What to do: When the string "Citation" is part of a line below, that line should be copied.

Data to use:
··········

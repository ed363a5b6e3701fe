//! Axum router configuration for all endpoints

use axum::{
  middleware,
  routing::{get, post},
  Router,
};
use std::sync::Arc;

use crate::engine::QueryEngine;
use crate::server::handlers::{products, query, status};
use crate::server::middleware::request_context_middleware;

/// Create the main application router around a shared engine
pub fn create_router(engine: Arc<QueryEngine>) -> Router {
  Router::new()
    // Status and version endpoints
    .route("/status", get(status::status))
    .route("/version", get(status::version))
    // Free-text questions
    .route("/query", post(query::query))
    // Product endpoints
    .route("/products/get", post(products::get_product))
    .route("/products/similar", post(products::similar_products))
    .route("/products/search", post(products::search_products))
    .route("/products/compare", post(products::compare_products))
    .route("/products/list", get(products::list_products))
    .route("/products/stats", get(products::catalog_stats))
    .layer(middleware::from_fn(request_context_middleware))
    .with_state(engine)
}
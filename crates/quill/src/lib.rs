//! Quill - Citation-bearing question answering over a product catalog
//!
//! Classifies a free-text question, retrieves matching catalog rows with
//! hybrid filter-plus-vector search or runs a deterministic calculation, and
//! synthesizes an answer whose facts are tied back to stored spec fields.

pub mod calculator;
pub mod catalog;
pub mod classifier;
pub mod cli;
pub mod config;
pub mod embeddings;
pub mod engine;
pub mod error;
pub mod models;
pub mod ports;
pub mod retriever;
pub mod server;
pub mod synthesizer;

pub use calculator::{CalculationEngine, CalculationError, CalculationParams, CalculationResult};
pub use catalog::InMemoryCatalog;
pub use classifier::IntentClassifier;
pub use config::Config;
pub use engine::QueryEngine;
pub use error::{QuillError, Result};
pub use models::{
  Citation, Filter, GeneratedAnswer, Intent, MatchKind, ProductRecord, QueryType, RetrievalResult,
  SpecSheet, SpecValue,
};
pub use retriever::HybridRetriever;
pub use synthesizer::AnswerSynthesizer;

··········

Answer:
//! Quill - Citation-bearing question answering over a product catalog
  Citation, Filter, GeneratedAnswer, Intent, MatchKind, ProductRecord, QueryType, RetrievalResult,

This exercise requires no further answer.